» **The problem**
From the records below, please return each line that holds the word "String".

» **Input for this task**
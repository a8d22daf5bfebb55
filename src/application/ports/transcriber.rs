//! Transcription port interface

use thiserror::Error;

use crate::domain::config::TranscribeRequest;

/// Transcription errors
#[derive(Debug, Clone, Error)]
pub enum TranscriptionError {
    #[error("Model not found: {0}")]
    ModelNotFound(String),

    #[error("Model initialisation failed: {0}")]
    ModelInit(String),

    #[error("Transcription failed: {0}")]
    Inference(String),
}

/// Port for speech-to-text.
///
/// Blocking and CPU-bound; the service always invokes it through
/// `spawn_blocking`, never on the command-accept path. The request carries
/// the model/language/task settings so a config reload takes effect on the
/// next call.
pub trait Transcriber: Send + Sync {
    /// Transcribe mono f32 PCM samples at `sample_rate` into text.
    fn transcribe(
        &self,
        samples: &[f32],
        sample_rate: u32,
        request: &TranscribeRequest,
    ) -> Result<String, TranscriptionError>;
}

/// Blanket implementation for shared transcriber handles
impl<T: Transcriber + ?Sized> Transcriber for std::sync::Arc<T> {
    fn transcribe(
        &self,
        samples: &[f32],
        sample_rate: u32,
        request: &TranscribeRequest,
    ) -> Result<String, TranscriptionError> {
        self.as_ref().transcribe(samples, sample_rate, request)
    }
}
//! Configuration storage adapters

pub mod xdg;

pub use xdg::XdgConfigStore;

» **Solution to the exercise**
    ModelNotFound(String),
    ModelInit(String),
    Inference(String),
    ) -> Result<String, TranscriptionError>;
    ) -> Result<String, TranscriptionError> {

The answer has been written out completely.